6月27日(月)12:35
期末考査まであと一週間。はあ。しんど。もちろんテストは何だってしんどいけど、期末は一番重い感じがする。だって、期末だし。部活もないし、これはもうお昼ご飯が唯一の楽しみといっても過言ではないかもしれない。まあ、母の手作り弁当は、半分は冷凍食品でできているけれど。でもこれはこれで美味しい。
五十嵐くんは弁当を食べている日とパンを食べている日がある。今日も4限が終わるとすぐにいなくなったようなので、おそらく購買にパンを買いにいっているのだろう。うちの高校に学生食堂というものはないが、校舎から少しだけ外れたところに学食の建物自体は存在している。昔はそこで普通に定食なんかを提供していたらしい。しかし採算がとれないのか衛生面の問題なのかよく知らないけど、今となってはただの食事スペースだ。そして、そここそがパンを売っている場所でもある。
私も母が忙しいときなんかはパンを買いにいくけれど、あそこは昼休みになったとたんにもの凄い人混みになる。漫画とかでよく、パンを買いたい生徒たちが購買に群がって、死にものぐるいの争奪戦になっているような表現がされたりするが、まさにあんな感じだ。給食を食べていたような頃は、そういうのを見て、ちょっと大げさすぎでは……なんて思ったこともある。でも高校に入ってわかった。あれは決して大げさなんかじゃない。

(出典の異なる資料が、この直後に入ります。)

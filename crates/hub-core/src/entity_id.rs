//! Entity ID type representing a domain.object_id pair

use serde::{Deserialize, Serialize};
use std::fmt;
use std::str::FromStr;
use thiserror::Error;

use crate::PlatformDomain;

/// Error type for invalid entity IDs
#[derive(Debug, Clone, Error, PartialEq, Eq)]
pub enum EntityIdError {
    #[error("entity_id must contain exactly one '.' separator")]
    InvalidFormat,

    #[error("domain cannot be empty")]
    EmptyDomain,

    #[error("object_id cannot be empty")]
    EmptyObjectId,

    #[error("domain must be lowercase alphanumeric with single underscores, not at either end")]
    InvalidDomainChars,

    #[error("object_id must be lowercase alphanumeric with underscores, not at either end")]
    InvalidObjectIdChars,
}

/// A hub entity ID (e.g., "sensor.outdoor_temperature")
#[derive(Debug, Clone, PartialEq, Eq, Hash, PartialOrd, Ord, Serialize, Deserialize)]
#[serde(try_from = "String", into = "String")]
pub struct EntityId {
    domain: String,
    object_id: String,
}

impl EntityId {
    /// Create a new EntityId from domain and object_id parts
    pub fn new(
        domain: impl Into<String>,
        object_id: impl Into<String>,
    ) -> Result<Self, EntityIdError> {
        let domain = domain.into();
        let object_id = object_id.into();

        if domain.is_empty() {
            return Err(EntityIdError::EmptyDomain);
        }
        if object_id.is_empty() {
            return Err(EntityIdError::EmptyObjectId);
        }
        if domain.contains("__") || !is_valid_slug(&domain) {
            return Err(EntityIdError::InvalidDomainChars);
        }
        if !is_valid_slug(&object_id) {
            return Err(EntityIdError::InvalidObjectIdChars);
        }

        Ok(Self { domain, object_id })
    }

    /// Build an entity id for a platform from free-form text (usually a name)
    pub fn for_platform(domain: PlatformDomain, name: &str) -> Self {
        Self {
            domain: domain.as_str().to_string(),
            object_id: slugify(name),
        }
    }

    /// Get the domain part of the entity ID
    pub fn domain(&self) -> &str {
        &self.domain
    }

    /// Get the object_id part of the entity ID
    pub fn object_id(&self) -> &str {
        &self.object_id
    }

    /// Return a copy with `_<n>` appended to the object id
    pub fn with_suffix(&self, n: u32) -> Self {
        Self {
            domain: self.domain.clone(),
            object_id: format!("{}_{}", self.object_id, n),
        }
    }
}

/// Lowercase alphanumerics and underscores, no leading/trailing underscore
fn is_valid_slug(s: &str) -> bool {
    if s.starts_with('_') || s.ends_with('_') {
        return false;
    }
    s.chars()
        .all(|c| c.is_ascii_lowercase() || c.is_ascii_digit() || c == '_')
}

/// Turn free-form text into a valid object id
///
/// Runs of anything that is not an ASCII alphanumeric collapse into a single
/// underscore. Text with no usable characters becomes `"unnamed"`.
pub fn slugify(text: &str) -> String {
    let mut slug = String::with_capacity(text.len());
    let mut pending_sep = false;

    for c in text.chars() {
        if c.is_ascii_alphanumeric() {
            if pending_sep && !slug.is_empty() {
                slug.push('_');
            }
            pending_sep = false;
            slug.push(c.to_ascii_lowercase());
        } else {
            pending_sep = true;
        }
    }

    if slug.is_empty() {
        "unnamed".to_string()
    } else {
        slug
    }
}

impl FromStr for EntityId {
    type Err = EntityIdError;

    fn from_str(s: &str) -> Result<Self, Self::Err> {
        match s.split_once('.') {
            Some((domain, object_id)) if !object_id.contains('.') => Self::new(domain, object_id),
            _ => Err(EntityIdError::InvalidFormat),
        }
    }
}

impl TryFrom<String> for EntityId {
    type Error = EntityIdError;

    fn try_from(s: String) -> Result<Self, Self::Error> {
        s.parse()
    }
}

impl From<EntityId> for String {
    fn from(id: EntityId) -> String {
        id.to_string()
    }
}

impl fmt::Display for EntityId {
    fn fmt(&self, f: &mut fmt::Formatter<'_>) -> fmt::Result {
        write!(f, "{}.{}", self.domain, self.object_id)
    }
}

#[cfg(test)]
mod tests {
    use super::*;

    #[test]
    fn test_parse_entity_id() {
        let id: EntityId = "sensor.temperature".parse().unwrap();
        assert_eq!(id.domain(), "sensor");
        assert_eq!(id.object_id(), "temperature");
        assert_eq!(id.to_string(), "sensor.temperature");
    }

    #[test]
    fn test_invalid_format() {
        assert_eq!(
            "no_separator".parse::<EntityId>().unwrap_err(),
            EntityIdError::InvalidFormat
        );
        assert_eq!(
            "too.many.parts".parse::<EntityId>().unwrap_err(),
            EntityIdError::InvalidFormat
        );
        assert_eq!(
            ".object".parse::<EntityId>().unwrap_err(),
            EntityIdError::EmptyDomain
        );
        assert_eq!(
            "domain.".parse::<EntityId>().unwrap_err(),
            EntityIdError::EmptyObjectId
        );
    }

    #[test]
    fn test_invalid_chars() {
        assert_eq!(
            "UPPER.case".parse::<EntityId>().unwrap_err(),
            EntityIdError::InvalidDomainChars
        );
        assert_eq!(
            "my__light.room".parse::<EntityId>().unwrap_err(),
            EntityIdError::InvalidDomainChars
        );
        assert_eq!(
            "light.room_".parse::<EntityId>().unwrap_err(),
            EntityIdError::InvalidObjectIdChars
        );
        assert!("light.my__room".parse::<EntityId>().is_ok());
    }

    #[test]
    fn test_slugify() {
        assert_eq!(slugify("Outdoor Temperature"), "outdoor_temperature");
        assert_eq!(slugify("  Wind -- speed (km/h) "), "wind_speed_km_h");
        assert_eq!(slugify("Ünïcode"), "n_code");
        assert_eq!(slugify("***"), "unnamed");
    }

    #[test]
    fn test_for_platform_and_suffix() {
        let id = EntityId::for_platform(PlatformDomain::Sensor, "Rain Rate");
        assert_eq!(id.to_string(), "sensor.rain_rate");
        assert_eq!(id.with_suffix(2).to_string(), "sensor.rain_rate_2");
    }

    #[test]
    fn test_serde_roundtrip() {
        let id = EntityId::new("switch", "pump").unwrap();
        let json = serde_json::to_string(&id).unwrap();
        assert_eq!(json, "\"switch.pump\"");
        assert_eq!(serde_json::from_str::<EntityId>(&json).unwrap(), id);
    }
}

もちろん、何のこだわりもなく、残ったやつでいいやという精神ならば、何かしらのパンは買えるだろう。でも、うちの購買のパンはパン屋が持ってきてくれるという謎のこだわりっぷりでとてもおいしいので、どうせなら好きなものを買いたいところだ。それに、残ったやつなんて悠長なことを思ってのんびりしていては、昼休みの時間なんてあっという間に減っていく。確かに何を買うかも重要だ。でも、どれだけ早く買えるかも重要なのだ。ただただ購買で待ちぼうけて昼休みを消費してしまうなんて、そんなの時間の無駄すぎる。つまり購買が戦争状態になるのは、自然の摂理というわけである。
「限定5個のロイヤルクリームパンとかいうやつゲットした」
「え、すご。というか戻ってくるの早っ」
4限が終わってからまだ5分くらいしか経ってないんだけど。さてはこの人、校内を全力疾走したな。
「限定? そんなものがあるのか」
「ああ、四月一日は購買行かないから知らないか。時々こういうのあるんだよ」
「へえ、購買行ったことないの?」
「一度もないな。しかし限定品があるとはなかなか面白い」
「まあ、普段は俺、あえてこういうの買ったりしないけどな。でもなんかこれ、八木沼さんが好きそうだと思って……はい、半分こ」
「え、本当に? 私、わりと遠慮なくもらうよ? いいの? ありがとう……!」
そうか。いつも四月一日くんのお菓子を喜んで食べているから、こういうの好きそうって思われたわけね。でもそれでわざわざ買ってきてくれるとか、五十嵐くんイケメンかよ……。
「ん……え、やばい。こんな甘くて滑らかでコクがあっておいしすぎるクリーム、初めて食べたんだけど。さすがロイヤル」
「うん。マジでうまいな。これはロイヤルだわ」
「……」
「これに見合う対価なんて、私には用意できない……とりあえず卵焼きあげる。二個あげる」
「お、やった」
「……俺もついに菓子パンに挑戦するときがきたか」
「いやそこ張り合うなよ」
隣の席の四月一日くんはどうやら購買でパンを買ったことがないらしい。